Após o nascimento, o recém-nascido teve uma intercorrência (parada cardiorrespiratória), mas foi atendido prontamente pela equipe médica e ficou em observação clínica até o momento da alta. Dias depois, a paciente retornou ao hospital, alegando dor em região do procedimento, e foi devidamente tratada e liberada. Levantamos no Serviço de Arquivamento Médico e Estatística (Same), que a paciente em questão fez a solicitação da cópia dos prontuários dela e da filha, que foi entregue em mãos dentro do prazo estipulado (10/8).
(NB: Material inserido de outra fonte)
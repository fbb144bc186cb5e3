//! Discovery by date and by keyword
//!
//! Keyword search is a plain substring scan over every conference and
//! session; large stores are scanned in parallel.

use rayon::prelude::*;

use super::ConferenceCentral;
use crate::error::{ConferenceError, ConferenceResult};
use crate::query::{FilterValue, Operator, QueryExecutor, QueryPlan, SessionField};
use crate::types::{Conference, Session};
use crate::utils::parse_date;

/// Threshold for using parallel search (entities count)
const PARALLEL_SEARCH_THRESHOLD: usize = 1000;

/// Conferences and sessions found together
#[derive(Debug, Clone, Default, PartialEq)]
pub struct Discovered {
    pub conferences: Vec<Conference>,
    pub sessions: Vec<Session>,
}

/// Conferences running on `date` and sessions held on it
pub fn by_date(central: &ConferenceCentral, date: &str) -> ConferenceResult<Discovered> {
    let date = parse_date(date)?;

    let mut conferences: Vec<Conference> = central
        .store
        .query_kind::<Conference>()
        .into_iter()
        .filter(|c| c.runs_on(date))
        .collect();
    conferences.sort_by(|a, b| a.name.cmp(&b.name).then_with(|| a.key.cmp(&b.key)));

    let plan = QueryPlan::builder()
        .filter(SessionField::Date, Operator::Eq, FilterValue::Date(date))?
        .build();
    let sessions = QueryExecutor::new(&central.store)
        .run::<_, Session>(&plan)
        .collect();

    Ok(Discovered { conferences, sessions })
}

/// Conferences whose name, description or topics contain `keyword`, and
/// sessions whose name, highlights or conference name do
pub fn by_keyword(central: &ConferenceCentral, keyword: &str) -> ConferenceResult<Discovered> {
    if keyword.is_empty() {
        return Err(ConferenceError::bad_request("Keyword required"));
    }

    let conferences = scan(central.store.query_kind::<Conference>(), |c: &Conference| {
        c.name.contains(keyword)
            || c.description.as_deref().is_some_and(|d| d.contains(keyword))
            || c.topics.iter().any(|t| t.contains(keyword))
    });

    let sessions = scan(central.store.query_kind::<Session>(), |s: &Session| {
        s.session_name.contains(keyword)
            || s.highlights.as_deref().is_some_and(|h| h.contains(keyword))
            || s.conference_belong_to.contains(keyword)
    });

    Ok(Discovered { conferences, sessions })
}

fn scan<T, P>(items: Vec<T>, predicate: P) -> Vec<T>
where
    T: Send,
    P: Fn(&T) -> bool + Sync,
{
    if items.len() > PARALLEL_SEARCH_THRESHOLD {
        items.into_par_iter().filter(|item| predicate(item)).collect()
    } else {
        items.into_iter().filter(|item| predicate(item)).collect()
    }
}
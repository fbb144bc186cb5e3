//! Discovery endpoints

use std::sync::Arc;

use axum::{
    extract::{Path, Query, State},
    Json,
};
use serde::Deserialize;

use super::{ApiResponse, ApiResult};
use crate::api::AppState;
use crate::central::Discovered;
use crate::types::{ConferencesAndSessions, SessionForm};

/// Query parameters for keyword discovery
#[derive(Debug, Deserialize)]
pub struct KeywordParams {
    #[serde(default)]
    pub q: String,
}

fn to_forms(state: &AppState, found: Discovered) -> ConferencesAndSessions {
    ConferencesAndSessions {
        conferences: state.central.conference_forms(&found.conferences),
        sessions: found.sessions.iter().map(SessionForm::from).collect(),
    }
}

/// GET /api/discover/date/:date - Conferences running and sessions held on a date
pub async fn by_date(
    State(state): State<Arc<AppState>>,
    Path(date): Path<String>,
) -> ApiResult<ConferencesAndSessions> {
    let found = state.central.discover_by_date(&date)?;
    Ok(Json(ApiResponse::new(to_forms(&state, found))))
}

/// GET /api/discover/keyword?q= - Substring search over conferences and sessions
pub async fn by_keyword(
    State(state): State<Arc<AppState>>,
    Query(params): Query<KeywordParams>,
) -> ApiResult<ConferencesAndSessions> {
    let found = state.central.discover_by_keyword(&params.q)?;
    Ok(Json(ApiResponse::new(to_forms(&state, found))))
}
//! Typed filter values

use std::fmt;

use chrono::{NaiveDate, NaiveTime};
use serde::Serialize;

use crate::error::{ConferenceError, ConferenceResult};
use crate::utils::{parse_date, parse_time};

/// A value a predicate compares against
///
/// Every field has exactly one [`ValueType`], so predicates and entity values
/// for the same field always hold the same variant.
#[derive(Debug, Clone, PartialEq, Eq, PartialOrd, Ord, Serialize)]
#[serde(untagged)]
pub enum FilterValue {
    Int(i64),
    Text(String),
    Date(NaiveDate),
    Time(NaiveTime),
}

impl fmt::Display for FilterValue {
    fn fmt(&self, f: &mut fmt::Formatter<'_>) -> fmt::Result {
        match self {
            FilterValue::Int(v) => write!(f, "{}", v),
            FilterValue::Text(v) => write!(f, "{}", v),
            FilterValue::Date(v) => write!(f, "{}", v),
            FilterValue::Time(v) => write!(f, "{}", v.format("%H:%M")),
        }
    }
}

/// Storage type of a filterable field
#[derive(Debug, Clone, Copy, PartialEq, Eq)]
pub enum ValueType {
    Int,
    Text,
    Date,
    Time,
}

impl ValueType {
    /// Convert a raw string into this type; failures are `BadRequest`
    pub fn coerce(&self, field: &str, raw: &str) -> ConferenceResult<FilterValue> {
        match self {
            ValueType::Int => raw.trim().parse::<i64>().map(FilterValue::Int).map_err(|_| {
                ConferenceError::bad_request(format!(
                    "Filter value '{}' for field '{}' is not an integer",
                    raw, field
                ))
            }),
            ValueType::Text => Ok(FilterValue::Text(raw.to_string())),
            ValueType::Date => parse_date(raw).map(FilterValue::Date),
            ValueType::Time => parse_time(raw).map(FilterValue::Time),
        }
    }
}
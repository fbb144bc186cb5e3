//! Dynamic queries over conferences and sessions
//!
//! `filter` validates client predicates into a [`QueryPlan`], `executor` runs
//! plans against the store.

pub mod executor;
pub mod fields;
pub mod filter;
pub mod session_query;
pub mod value;

pub use executor::{execute, Filterable, QueryExecutor, QueryIter};
pub use fields::{ConferenceField, SessionField};
pub use filter::{compile_filters, FilterField, Operand, Operator, PlanBuilder, Predicate, QueryPlan, RawFilter};
pub use session_query::sessions_excluding_type_before;
pub use value::{FilterValue, ValueType};
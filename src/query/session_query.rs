//! "Sessions not of type X starting before T"
//!
//! Expressed with one inequality only: the excluded type becomes an `IN` over
//! the remaining session types, leaving `startTime <` as the sole range.

use super::fields::SessionField;
use super::filter::{Operator, QueryPlan};
use super::value::FilterValue;
use crate::error::{ConferenceError, ConferenceResult};
use crate::types::SESSION_TYPES;
use crate::utils::parse_time;

/// Build the plan for sessions whose type is not `excluded_type` and whose
/// start time is strictly before `start_time` (`HH:MM`)
pub fn sessions_excluding_type_before(
    excluded_type: &str,
    start_time: &str,
) -> ConferenceResult<QueryPlan<SessionField>> {
    let excluded_type = excluded_type.trim();
    if !SESSION_TYPES.contains(&excluded_type) {
        return Err(ConferenceError::bad_request(format!(
            "{} not in the choice.",
            excluded_type
        )));
    }
    let before = parse_time(start_time)?;

    let remaining = SESSION_TYPES
        .iter()
        .filter(|t| **t != excluded_type)
        .map(|t| FilterValue::Text(t.to_string()))
        .collect();

    Ok(QueryPlan::builder()
        .filter_in(SessionField::TypeOfSession, remaining)?
        .filter(SessionField::StartTime, Operator::Lt, FilterValue::Time(before))?
        .build())
}
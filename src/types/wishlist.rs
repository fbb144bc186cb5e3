//! Wishlist join rows between profiles and sessions

use serde::{Deserialize, Serialize};

use super::EntityKey;

/// One (user, session) wishlist row
#[derive(Debug, Clone, PartialEq, Serialize, Deserialize)]
#[serde(rename_all = "camelCase")]
pub struct WishlistEntry {
    pub key: EntityKey,
    pub user_key: EntityKey,
    pub session_key: EntityKey,
    pub user_name: String,
    pub session_name: String,
}
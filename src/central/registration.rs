//! Registration Coordinator
//!
//! A user's attendance set and a conference's free seats change together or
//! not at all: both live in one cross-group transaction spanning the user's
//! profile and the conference. A transaction that loses a race to another
//! commit is re-run against fresh state.

use serde::Serialize;
use tracing::{debug, info};

use super::profile::{get_or_create_in, profile_key};
use super::ConferenceCentral;
use crate::auth::UserIdentity;
use crate::error::{ConferenceError, ConferenceResult};
use crate::store::TransactionOptions;
use crate::types::{Conference, EntityKey, Kind, Profile};

/// Result of a register or unregister request
#[derive(Debug, Clone, Copy, PartialEq, Eq, Serialize)]
pub struct RegistrationOutcome {
    pub success: bool,
}

pub(crate) fn conference_not_found(key: &EntityKey) -> ConferenceError {
    ConferenceError::not_found(format!("No conference found with key: {}", key.to_websafe()))
}

/// Take a seat at the conference
///
/// Fails with `Conflict` when already registered or when no seats are left;
/// neither entity changes in that case.
pub fn register(
    central: &ConferenceCentral,
    user: &UserIdentity,
    conference_key: &EntityKey,
) -> ConferenceResult<RegistrationOutcome> {
    conference_key.expect_kind(Kind::Conference)?;

    let seats_left = central
        .store
        .run_in_transaction(TransactionOptions::cross_group(), |tx| {
            let mut conference: Conference = tx
                .get(conference_key)?
                .ok_or_else(|| conference_not_found(conference_key))?;
            let mut profile = get_or_create_in(tx, user)?;

            if profile.is_attending(conference_key) {
                return Err(ConferenceError::conflict(
                    "You have already registered for this conference",
                ));
            }
            if conference.seats_available <= 0 {
                return Err(ConferenceError::conflict("There are no seats available."));
            }

            profile.attend(conference_key.clone());
            conference.seats_available -= 1;
            let seats_left = conference.seats_available;

            tx.put(profile)?;
            tx.put(conference)?;
            Ok(seats_left)
        })?;

    info!(
        user = %user.user_id,
        conference = %conference_key,
        seats_left,
        "Registered for conference"
    );
    Ok(RegistrationOutcome { success: true })
}

/// Give the seat back
///
/// Not being registered is reported as `success: false` and writes nothing.
pub fn unregister(
    central: &ConferenceCentral,
    user: &UserIdentity,
    conference_key: &EntityKey,
) -> ConferenceResult<RegistrationOutcome> {
    conference_key.expect_kind(Kind::Conference)?;
    let user_key = profile_key(user)?;

    let success = central
        .store
        .run_in_transaction(TransactionOptions::cross_group(), |tx| {
            let mut conference: Conference = tx
                .get(conference_key)?
                .ok_or_else(|| conference_not_found(conference_key))?;

            let mut profile = match tx.get::<Profile>(&user_key)? {
                Some(profile) => profile,
                None => return Ok(false),
            };
            if !profile.unattend(conference_key) {
                return Ok(false);
            }

            conference.seats_available += 1;
            tx.put(profile)?;
            tx.put(conference)?;
            Ok(true)
        })?;

    if success {
        info!(user = %user.user_id, conference = %conference_key, "Unregistered from conference");
    } else {
        debug!(user = %user.user_id, conference = %conference_key, "Unregister ignored, not registered");
    }
    Ok(RegistrationOutcome { success })
}

/// Conferences the user is registered for, in registration order
pub fn attending(central: &ConferenceCentral, user: &UserIdentity) -> ConferenceResult<Vec<Conference>> {
    let key = profile_key(user)?;
    let Some(profile) = central.store.get::<Profile>(&key) else {
        return Ok(Vec::new());
    };

    Ok(central
        .store
        .get_many::<Conference>(&profile.conference_keys_to_attend)
        .into_iter()
        .flatten()
        .collect())
}
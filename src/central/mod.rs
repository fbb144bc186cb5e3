//! Conference Central - the conference services
//!
//! Registration, wishlists, conferences, sessions, profiles and discovery on
//! top of the entity store. Operations live in submodules and are exposed as
//! methods on [`ConferenceCentral`].

mod conference;
mod discovery;
mod profile;
mod registration;
mod session;
mod wishlist;

use std::sync::Arc;

use crate::announcements::{Announcements, Cache, MemoryCache};
use crate::auth::UserIdentity;
use crate::error::ConferenceResult;
use crate::notify::{LogNotifier, Notifier};
use crate::query::RawFilter;
use crate::store::EntityStore;
use crate::types::{
    Conference, ConferenceForm, EntityKey, Profile, ProfileMiniForm, Session, SessionForm, WishlistEntry,
};

pub use discovery::Discovered;
pub use registration::RegistrationOutcome;

/// Conference services sharing one store and its collaborators
pub struct ConferenceCentral {
    pub(crate) store: Arc<EntityStore>,
    pub(crate) notifier: Arc<dyn Notifier>,
    pub(crate) announcements: Announcements,
}

impl ConferenceCentral {
    /// Services over `store`, logging emails and caching in memory
    pub fn new(store: EntityStore) -> Self {
        Self::with_collaborators(
            Arc::new(store),
            Arc::new(LogNotifier),
            Arc::new(MemoryCache::new()),
        )
    }

    pub fn with_collaborators(
        store: Arc<EntityStore>,
        notifier: Arc<dyn Notifier>,
        cache: Arc<dyn Cache>,
    ) -> Self {
        Self {
            store,
            notifier,
            announcements: Announcements::new(cache),
        }
    }

    pub fn store(&self) -> &EntityStore {
        &self.store
    }

    /// Shared handle to the store, for background tasks
    pub fn store_handle(&self) -> Arc<EntityStore> {
        Arc::clone(&self.store)
    }

    pub fn announcements(&self) -> &Announcements {
        &self.announcements
    }
}

impl ConferenceCentral {
    // Registration (from registration.rs)
    pub fn register(&self, user: &UserIdentity, conference: &EntityKey) -> ConferenceResult<RegistrationOutcome> {
        registration::register(self, user, conference)
    }

    pub fn unregister(&self, user: &UserIdentity, conference: &EntityKey) -> ConferenceResult<RegistrationOutcome> {
        registration::unregister(self, user, conference)
    }

    pub fn conferences_attending(&self, user: &UserIdentity) -> ConferenceResult<Vec<Conference>> {
        registration::attending(self, user)
    }

    // Wishlist (from wishlist.rs)
    pub fn add_to_wishlist(&self, user: &UserIdentity, session: &EntityKey) -> ConferenceResult<WishlistEntry> {
        wishlist::add_to_wishlist(self, user, session)
    }

    pub fn wishlist_for_conference(
        &self,
        user: &UserIdentity,
        conference: &EntityKey,
    ) -> ConferenceResult<Vec<Session>> {
        wishlist::wishlist_for_conference(self, user, conference)
    }

    // Conferences (from conference.rs)
    pub fn create_conference(&self, user: &UserIdentity, form: &ConferenceForm) -> ConferenceResult<Conference> {
        conference::create_conference(self, user, form)
    }

    pub fn update_conference(
        &self,
        user: &UserIdentity,
        key: &EntityKey,
        form: &ConferenceForm,
    ) -> ConferenceResult<Conference> {
        conference::update_conference(self, user, key, form)
    }

    pub fn get_conference(&self, key: &EntityKey) -> ConferenceResult<Conference> {
        conference::get_conference(self, key)
    }

    pub fn conferences_created(&self, user: &UserIdentity) -> ConferenceResult<Vec<Conference>> {
        conference::conferences_created(self, user)
    }

    pub fn query_conferences(&self, filters: &[RawFilter]) -> ConferenceResult<Vec<Conference>> {
        conference::query_conferences(self, filters)
    }

    pub fn conference_form(&self, conference: &Conference) -> ConferenceForm {
        conference::conference_form(self, conference)
    }

    pub fn conference_forms(&self, conferences: &[Conference]) -> Vec<ConferenceForm> {
        conference::conference_forms(self, conferences)
    }

    // Profiles (from profile.rs)
    pub fn profile_for(&self, user: &UserIdentity) -> ConferenceResult<Profile> {
        profile::profile_for(self, user)
    }

    pub fn save_profile(&self, user: &UserIdentity, form: &ProfileMiniForm) -> ConferenceResult<Profile> {
        profile::save_profile(self, user, form)
    }

    // Sessions (from session.rs)
    pub fn create_session(
        &self,
        user: &UserIdentity,
        conference: &EntityKey,
        form: &SessionForm,
    ) -> ConferenceResult<Session> {
        session::create_session(self, user, conference, form)
    }

    pub fn conference_sessions(&self, conference: &EntityKey) -> ConferenceResult<Vec<Session>> {
        session::conference_sessions(self, conference)
    }

    pub fn conference_sessions_by_type(
        &self,
        conference: &EntityKey,
        type_of_session: &str,
    ) -> ConferenceResult<Vec<Session>> {
        session::conference_sessions_by_type(self, conference, type_of_session)
    }

    pub fn all_sessions(&self) -> Vec<Session> {
        session::all_sessions(self)
    }

    pub fn sessions_by_speaker(&self, speaker: &str) -> ConferenceResult<Vec<Session>> {
        session::sessions_by_speaker(self, speaker)
    }

    pub fn query_sessions(&self, filters: &[RawFilter]) -> ConferenceResult<Vec<Session>> {
        session::query_sessions(self, filters)
    }

    pub fn sessions_excluding_type_before(
        &self,
        excluded_type: &str,
        start_time: &str,
    ) -> ConferenceResult<Vec<Session>> {
        session::sessions_before_excluding(self, excluded_type, start_time)
    }

    // Discovery (from discovery.rs)
    pub fn discover_by_date(&self, date: &str) -> ConferenceResult<Discovered> {
        discovery::by_date(self, date)
    }

    pub fn discover_by_keyword(&self, keyword: &str) -> ConferenceResult<Discovered> {
        discovery::by_keyword(self, keyword)
    }

    // Announcements
    pub fn refresh_announcement(&self) -> ConferenceResult<Option<String>> {
        self.announcements.refresh(&self.store)
    }

    pub fn announcement(&self) -> String {
        self.announcements.current()
    }

    pub fn featured_speaker(&self) -> String {
        self.announcements.featured_speaker()
    }
}

impl Default for ConferenceCentral {
    fn default() -> Self {
        Self::new(EntityStore::new())
    }
}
Em relação ao procedimento de reconstrução mencionado, trata-se de uma conduta médica que precisa ser avaliada e indicada. Neste caso, ela precisa ir em uma Unidade Básica de Saúde Familiar (UBSF) para ser atendida, inserida no Sistema de Regulação e, posteriormente, encaminhada pela Sesau para uma unidade de atendimento especializado. Vale destacar que a Santa Casa de Campo Grande está à disposição da família para mais esclarecimentos, e que todas as informações relatadas se encontram em prontuário que está sob posse da solicitante”, finaliza o documento.